Vargas and her husband Albino opened the restaurant in 2005. The Vargases have lived on the land where the restaurant sits for fourteen years.  Their abutting farmhouse has a large garden and livestock  – it was a natural extension to add an eatery.  “We always wanted to add a restaurant and we finally got together to get it open.”

North of Downtown Orange Walk, El Establo showcases Albino’s love of Yucatan antiques and Ada’s cooking skills.  “We traveled around Mexico and looked for the types of places we liked. We created that here.  I showed the staff my recipes and people know when I am in the kitchen.” Her right hand woman, Sylvia Flores keeps the recipes consistent and to the tatse that Ada has created.

Sylvia has worked in Belize and the US.  “I know what people like and how to make the food look good.” She served me a skirt steak she had marinated overnight for El Establo’s signature Arrachera.  Arrachera is skirt steak cooked on the grill, seasoned with a proprietary blend of spices. They wouldn’t budge when I asked what those spices were.
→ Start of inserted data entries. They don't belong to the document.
//! Technical analysis service (C3 / §4.3): a stateless reader of C2's
//! candles that produces a BUY/SELL/HOLD `Signal`.

pub mod indicators;
pub mod tools;

use rpc_core::registry::ToolRegistry;
use rpc_core::server::{build_router, ServiceState};
use shared_models::ports::market_url;
use std::net::SocketAddr;
use std::sync::Arc;
use tools::{register_tools, TechnicalState};
use tracing::info;

pub const SERVICE_NAME: &str = "technical";
pub const SERVICE_VERSION: &str = "1.0.0";

pub async fn run(port: u16) -> anyhow::Result<()> {
    let state = Arc::new(TechnicalState::new(market_url()));

    let mut tools = ToolRegistry::new();
    register_tools(&mut tools, state);

    let service_state = Arc::new(ServiceState::new(SERVICE_NAME, SERVICE_VERSION, tools));
    let router = build_router(service_state);

    let addr = SocketAddr::from(([0, 0, 0, 0], port));
    info!(service = SERVICE_NAME, %addr, "starting service");
    let listener = tokio::net::TcpListener::bind(addr).await?;
    axum::serve(listener, router).await?;
    Ok(())
}
//! JSON-RPC 2.0 envelope types (§4.1, §6).

use serde::{Deserialize, Serialize};
use serde_json::Value;

/// JSON-RPC error code reserved by this substrate for "session required".
/// Sits inside the server-error range (-32000..-32099) since the standard
/// codes below are taken by framework-level faults this substrate also
/// emits (see DESIGN.md's Open Question notes, §4.1).
pub const CODE_SESSION_REQUIRED: i64 = -32000;
pub const CODE_PARSE_ERROR: i64 = -32700;
pub const CODE_INVALID_REQUEST: i64 = -32600;
pub const CODE_METHOD_NOT_FOUND: i64 = -32601;
pub const CODE_INVALID_PARAMS: i64 = -32602;
pub const CODE_INTERNAL_ERROR: i64 = -32603;

#[derive(Debug, Clone, Deserialize)]
pub struct JsonRpcRequest {
    #[allow(dead_code)]
    pub jsonrpc: String,
    pub id: Value,
    pub method: String,
    #[serde(default)]
    pub params: Value,
}

#[derive(Debug, Clone, Serialize, Deserialize)]
pub struct JsonRpcErrorObject {
    pub code: i64,
    pub message: String,
}

#[derive(Debug, Clone, Serialize)]
pub struct JsonRpcResponse {
    pub jsonrpc: &'static str,
    pub id: Value,
    #[serde(skip_serializing_if = "Option::is_none")]
    pub result: Option<Value>,
    #[serde(skip_serializing_if = "Option::is_none")]
    pub error: Option<JsonRpcErrorObject>,
}

impl JsonRpcResponse {
    pub fn ok(id: Value, result: Value) -> Self {
        Self {
            jsonrpc: "2.0",
            id,
            result: Some(result),
            error: None,
        }
    }

    pub fn err(id: Value, code: i64, message: impl Into<String>) -> Self {
        Self {
            jsonrpc: "2.0",
            id,
            result: None,
            error: Some(JsonRpcErrorObject {
                code,
                message: message.into(),
            }),
        }
    }
}

/// Wraps a tool handler's return value in the `content`/`structuredContent`
/// shape `tools/call` responses use on the wire (§4.1, §6).
pub fn wrap_tool_result(value: Value) -> Value {
    let text = serde_json::to_string(&value).unwrap_or_else(|_| "null".to_string());
    serde_json::json!({
        "content": [{ "type": "text", "text": text }],
        "structuredContent": { "result": value },
    })
}
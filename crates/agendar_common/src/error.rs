// --- File: crates/agendar_common/src/error.rs ---
use thiserror::Error;

use crate::services::AutomationError;

/// The shared error taxonomy for Agendar failures.
///
/// Feature crates keep their own concrete error enums and convert into this
/// taxonomy at the HTTP boundary, where [`HttpStatusCode`] decides the
/// response status.
#[derive(Error, Debug)]
pub enum AgendarError {
    /// Malformed date, missing required field. Surfaced immediately, no retry.
    #[error("Validation error: {0}")]
    ValidationError(String),

    /// The automation backend answered with a payload shape we do not
    /// recognize. Recovered locally by falling back to an unavailable day.
    #[error("Unrecognized upstream payload: {0}")]
    UpstreamFormatError(String),

    /// Network failure or non-2xx from the automation backend. Retryable.
    #[error("Automation backend unavailable: {0}")]
    UpstreamUnavailable(String),

    /// The email allow/deny gate rejected the caller.
    #[error("Authorization denied: {0}")]
    AuthorizationDenied(String),

    /// Missing or unusable configuration.
    #[error("Configuration error: {0}")]
    ConfigError(String),
}

/// A trait for converting errors to HTTP status codes.
pub trait HttpStatusCode {
    /// Returns the HTTP status code for this error.
    fn status_code(&self) -> u16;
}

impl HttpStatusCode for AgendarError {
    fn status_code(&self) -> u16 {
        match self {
            AgendarError::ValidationError(_) => 400,
            AgendarError::UpstreamFormatError(_) => 200, // absorbed, never a hard failure
            AgendarError::UpstreamUnavailable(_) => 502,
            AgendarError::AuthorizationDenied(_) => 403,
            AgendarError::ConfigError(_) => 500,
        }
    }
}

impl From<AutomationError> for AgendarError {
    fn from(err: AutomationError) -> Self {
        match err {
            AutomationError::Transport(msg) => AgendarError::UpstreamUnavailable(msg),
            AutomationError::Status { status, body } => {
                AgendarError::UpstreamUnavailable(format!("status {status}: {body}"))
            }
            AutomationError::Decode(msg) => AgendarError::UpstreamFormatError(msg),
        }
    }
}
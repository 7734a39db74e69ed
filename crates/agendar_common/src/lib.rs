// --- File: crates/agendar_common/src/lib.rs ---

// Declare modules within this crate
pub mod error; // Error handling
pub mod http; // HTTP utilities
pub mod logging; // Logging utilities
pub mod services; // Automation-backend abstraction

// Re-export error types and utilities for easier access
pub use error::{AgendarError, HttpStatusCode};

// Re-export HTTP utilities for easier access
pub use http::HTTP_CLIENT;

// Re-export logging utilities for easier access
pub use logging::{init, init_with_level, log_error};

pub use services::{AutomationError, AutomationService, BookingOutcome, BoxFuture, VerifyOutcome};
// --- File: crates/agendar_common/src/http/client.rs ---
use once_cell::sync::Lazy;
use reqwest::Client;
use std::time::Duration;

/// Default timeout for HTTP requests in seconds.
///
/// The automation backend has unpredictable latency; everything that talks to
/// it goes through a client carrying this bound.
const DEFAULT_TIMEOUT_SECS: u64 = 10;

/// A static HTTP client that can be reused across the application.
pub static HTTP_CLIENT: Lazy<Client> = Lazy::new(|| {
    Client::builder()
        .timeout(Duration::from_secs(DEFAULT_TIMEOUT_SECS))
        .build()
        .expect("Failed to create HTTP client")
});
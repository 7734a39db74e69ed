// --- File: crates/agendar_make/src/client.rs ---
//! Make.com webhook transport.
//!
//! Thin HTTP layer behind [`AutomationService`]: availability feeds are GET
//! webhooks keyed by query parameters, booking and verification are POST
//! webhooks with JSON bodies. No payload interpretation happens here; the
//! raw JSON goes to the normalizer untouched.

use reqwest::{RequestBuilder, Response};
use serde_json::Value;
use tracing::{debug, warn};

use agendar_common::http::HTTP_CLIENT;
use agendar_common::services::{
    AutomationError, AutomationService, BookingOutcome, BoxFuture, VerifyOutcome,
};
use agendar_config::MakeConfig;

const API_KEY_HEADER: &str = "X-Api-Key";

/// [`AutomationService`] implementation over the configured Make webhooks.
pub struct MakeAutomationService {
    config: MakeConfig,
}

impl MakeAutomationService {
    pub fn new(config: MakeConfig) -> Self {
        MakeAutomationService { config }
    }

    fn with_headers(&self, request: RequestBuilder) -> RequestBuilder {
        match &self.config.api_key {
            Some(key) => request.header(API_KEY_HEADER, key),
            None => request,
        }
    }

    async fn json_body(response: Response) -> Result<Value, AutomationError> {
        let status = response.status();
        let body = response.text().await?;
        if !status.is_success() {
            warn!(status = status.as_u16(), "webhook answered with an error");
            return Err(AutomationError::Status {
                status: status.as_u16(),
                body,
            });
        }
        serde_json::from_str(&body).map_err(|err| {
            warn!(%err, "webhook body was not JSON");
            AutomationError::Decode(err.to_string())
        })
    }
}

impl AutomationService for MakeAutomationService {
    fn fetch_day_raw(&self, date: &str) -> BoxFuture<'_, Value, AutomationError> {
        let request = self.with_headers(
            HTTP_CLIENT
                .get(&self.config.availability_url)
                .query(&[("date", date)]),
        );
        let date = date.to_string();
        Box::pin(async move {
            debug!(date, "fetching daily availability feed");
            let response = request.send().await?;
            Self::json_body(response).await
        })
    }

    fn fetch_range_raw(
        &self,
        start_date: &str,
        end_date: &str,
    ) -> BoxFuture<'_, Value, AutomationError> {
        let request = self.with_headers(
            HTTP_CLIENT
                .get(&self.config.events_url)
                .query(&[("startDate", start_date), ("endDate", end_date)]),
        );
        let start = start_date.to_string();
        let end = end_date.to_string();
        Box::pin(async move {
            debug!(start, end, "fetching range event feed");
            let response = request.send().await?;
            Self::json_body(response).await
        })
    }

    fn create_booking(&self, booking: Value) -> BoxFuture<'_, BookingOutcome, AutomationError> {
        let request = self.with_headers(HTTP_CLIENT.post(&self.config.booking_url).json(&booking));
        Box::pin(async move {
            debug!("forwarding booking to the calendar webhook");
            let response = request.send().await?;
            let status = response.status();
            let body = response.text().await?;
            if !status.is_success() {
                warn!(status = status.as_u16(), "booking webhook rejected the request");
                return Err(AutomationError::Status {
                    status: status.as_u16(),
                    body,
                });
            }
            // The scenario sometimes acknowledges with plain text instead of
            // JSON; a 2xx is a created booking either way.
            Ok(serde_json::from_str(&body).unwrap_or_else(|_| BookingOutcome {
                event_id: None,
                message: Some(body),
            }))
        })
    }

    fn verify_email(&self, email: &str) -> BoxFuture<'_, VerifyOutcome, AutomationError> {
        let request = self.with_headers(
            HTTP_CLIENT
                .post(&self.config.verify_url)
                .json(&serde_json::json!({ "email": email })),
        );
        Box::pin(async move {
            debug!("checking email against the allow list");
            let response = request.send().await?;
            let status = response.status();
            let body = response.text().await?;
            if !status.is_success() {
                warn!(status = status.as_u16(), "verification webhook failed");
                return Err(AutomationError::Status {
                    status: status.as_u16(),
                    body,
                });
            }
            // Anything that is not an explicit {allowed: true} denies.
            Ok(serde_json::from_str(&body).unwrap_or_default())
        })
    }
}
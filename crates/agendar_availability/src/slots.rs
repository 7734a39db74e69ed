// --- File: crates/agendar_availability/src/slots.rs ---
//! The base-slot catalogue (working-hour grid).
//!
//! The catalogue is configuration, not a constant: an explicit label list
//! wins, otherwise the grid is derived from work start/end and the interval
//! between consecutive starts.

use agendar_config::ScheduleConfig;
use chrono::{NaiveTime, Timelike};

use crate::error::AvailabilityError;

const DEFAULT_WORK_START: &str = "13:30";
const DEFAULT_WORK_END: &str = "21:30";
const DEFAULT_INTERVAL_MINUTES: i64 = 120;
const DEFAULT_SLOT_DURATION_MINUTES: i64 = 60;

/// Ordered catalogue of bookable slot labels for one day.
#[derive(Debug, Clone)]
pub struct SlotCatalogue {
    slots: Vec<String>,
    duration_minutes: i64,
}

impl SlotCatalogue {
    /// Build the catalogue from schedule configuration.
    pub fn from_config(config: &ScheduleConfig) -> Self {
        let duration_minutes = config
            .slot_duration_minutes
            .unwrap_or(DEFAULT_SLOT_DURATION_MINUTES);

        if let Some(slots) = &config.base_slots {
            if !slots.is_empty() {
                return SlotCatalogue {
                    slots: slots.clone(),
                    duration_minutes,
                };
            }
        }

        let start = config.work_start.as_deref().unwrap_or(DEFAULT_WORK_START);
        let end = config.work_end.as_deref().unwrap_or(DEFAULT_WORK_END);
        let interval = config.interval_minutes.unwrap_or(DEFAULT_INTERVAL_MINUTES);
        SlotCatalogue {
            slots: derive_grid(start, end, interval),
            duration_minutes,
        }
    }

    /// The default catalogue (13:30 through 21:30, every two hours).
    pub fn default_catalogue() -> Self {
        SlotCatalogue {
            slots: derive_grid(
                DEFAULT_WORK_START,
                DEFAULT_WORK_END,
                DEFAULT_INTERVAL_MINUTES,
            ),
            duration_minutes: DEFAULT_SLOT_DURATION_MINUTES,
        }
    }

    /// Ordered base slot labels (HH:MM, ascending, no duplicates).
    pub fn base_slots(&self) -> &[String] {
        &self.slots
    }

    /// End label of a slot: start plus the slot duration, hour wrapping only.
    /// Business hours never cross midnight, so no day rollover is needed.
    pub fn slot_end(&self, label: &str) -> Result<String, AvailabilityError> {
        let start = parse_label(label)?;
        let total = start.hour() as i64 * 60 + start.minute() as i64 + self.duration_minutes;
        Ok(format!("{:02}:{:02}", (total / 60) % 24, total % 60))
    }

    /// The catalogue label whose start hour matches the given wall-clock hour.
    ///
    /// Busy intervals are mapped to booked slots through an exact hour match;
    /// an interval starting at an hour with no catalogue slot is ignored.
    pub fn label_for_hour(&self, hour: u32) -> Option<&str> {
        self.slots
            .iter()
            .find(|s| parse_label(s).map(|t| t.hour() == hour).unwrap_or(false))
            .map(|s| s.as_str())
    }

    /// Catalogue-adjacent labels (previous, next) of a slot, if any.
    pub fn neighbors(&self, label: &str) -> (Option<&str>, Option<&str>) {
        match self.slots.iter().position(|s| s == label) {
            Some(idx) => {
                let prev = idx.checked_sub(1).map(|i| self.slots[i].as_str());
                let next = self.slots.get(idx + 1).map(|s| s.as_str());
                (prev, next)
            }
            None => (None, None),
        }
    }
}

/// Parse an HH:MM label. Anything else is a programming error surfaced as
/// `InvalidSlotFormat`.
pub fn parse_label(label: &str) -> Result<NaiveTime, AvailabilityError> {
    NaiveTime::parse_from_str(label, "%H:%M")
        .map_err(|_| AvailabilityError::InvalidSlotFormat(label.to_string()))
}

fn derive_grid(start: &str, end: &str, interval_minutes: i64) -> Vec<String> {
    let (Ok(start), Ok(end)) = (parse_label(start), parse_label(end)) else {
        return Vec::new();
    };
    let interval = interval_minutes.max(1);
    let mut slots = Vec::new();
    let mut current = start.hour() as i64 * 60 + start.minute() as i64;
    let last = end.hour() as i64 * 60 + end.minute() as i64;
    while current <= last {
        slots.push(format!("{:02}:{:02}", current / 60, current % 60));
        current += interval;
    }
    slots
}

#[cfg(test)]
mod tests {
    use super::*;

    #[test]
    fn default_catalogue_is_the_half_hourly_grid() {
        let catalogue = SlotCatalogue::default_catalogue();
        assert_eq!(
            catalogue.base_slots(),
            &["13:30", "15:30", "17:30", "19:30", "21:30"]
        );
    }

    #[test]
    fn explicit_slot_list_wins_over_derivation() {
        let config = ScheduleConfig {
            base_slots: Some(vec!["09:00".into(), "10:00".into()]),
            work_start: Some("13:30".into()),
            ..Default::default()
        };
        let catalogue = SlotCatalogue::from_config(&config);
        assert_eq!(catalogue.base_slots(), &["09:00", "10:00"]);
    }

    #[test]
    fn grid_derivation_respects_interval() {
        let config = ScheduleConfig {
            work_start: Some("09:00".into()),
            work_end: Some("12:00".into()),
            interval_minutes: Some(60),
            ..Default::default()
        };
        let catalogue = SlotCatalogue::from_config(&config);
        assert_eq!(catalogue.base_slots(), &["09:00", "10:00", "11:00", "12:00"]);
    }

    #[test]
    fn slot_end_adds_the_duration() {
        let catalogue = SlotCatalogue::default_catalogue();
        assert_eq!(catalogue.slot_end("13:30").unwrap(), "14:30");
        assert_eq!(catalogue.slot_end("21:30").unwrap(), "22:30");
    }

    #[test]
    fn slot_end_wraps_the_hour_component_only() {
        let catalogue = SlotCatalogue::default_catalogue();
        assert_eq!(catalogue.slot_end("23:30").unwrap(), "00:30");
    }

    #[test]
    fn malformed_labels_are_invalid_slot_format() {
        let catalogue = SlotCatalogue::default_catalogue();
        assert!(matches!(
            catalogue.slot_end("25:99"),
            Err(AvailabilityError::InvalidSlotFormat(_))
        ));
        assert!(matches!(
            catalogue.slot_end("noon"),
            Err(AvailabilityError::InvalidSlotFormat(_))
        ));
    }

    #[test]
    fn label_for_hour_matches_exactly() {
        let catalogue = SlotCatalogue::default_catalogue();
        assert_eq!(catalogue.label_for_hour(15), Some("15:30"));
        assert_eq!(catalogue.label_for_hour(14), None);
    }

    #[test]
    fn neighbors_are_catalogue_adjacent() {
        let catalogue = SlotCatalogue::default_catalogue();
        assert_eq!(
            catalogue.neighbors("15:30"),
            (Some("13:30"), Some("17:30"))
        );
        assert_eq!(catalogue.neighbors("13:30"), (None, Some("15:30")));
        assert_eq!(catalogue.neighbors("21:30"), (Some("19:30"), None));
        assert_eq!(catalogue.neighbors("14:00"), (None, None));
    }
}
Instead, I got a smile. “We are known for our meats like the arrachera and for our salpicon.” said Ada. Salpicon is strips of grilled pork, beef or chicken, mixed with fresh pico de gallo, lime and cilantro.  The mix is served with fresh crispy tortillas.  I understood that with something so tasty and crave-able, things may need to be kept under wraps.   Ada DID show me the salted pork belly.  It was enough of an answer—a glimpse into the inner circle.

The grill and smoker are the center of the kitchen. Meats are cooked with old-fashioned finesse, creating deep smacking succulence and melt-away texture.  You’ll end up eating more meat than you thought you could.

El Establo is open Monday to Saturday, 12pm – 10pm.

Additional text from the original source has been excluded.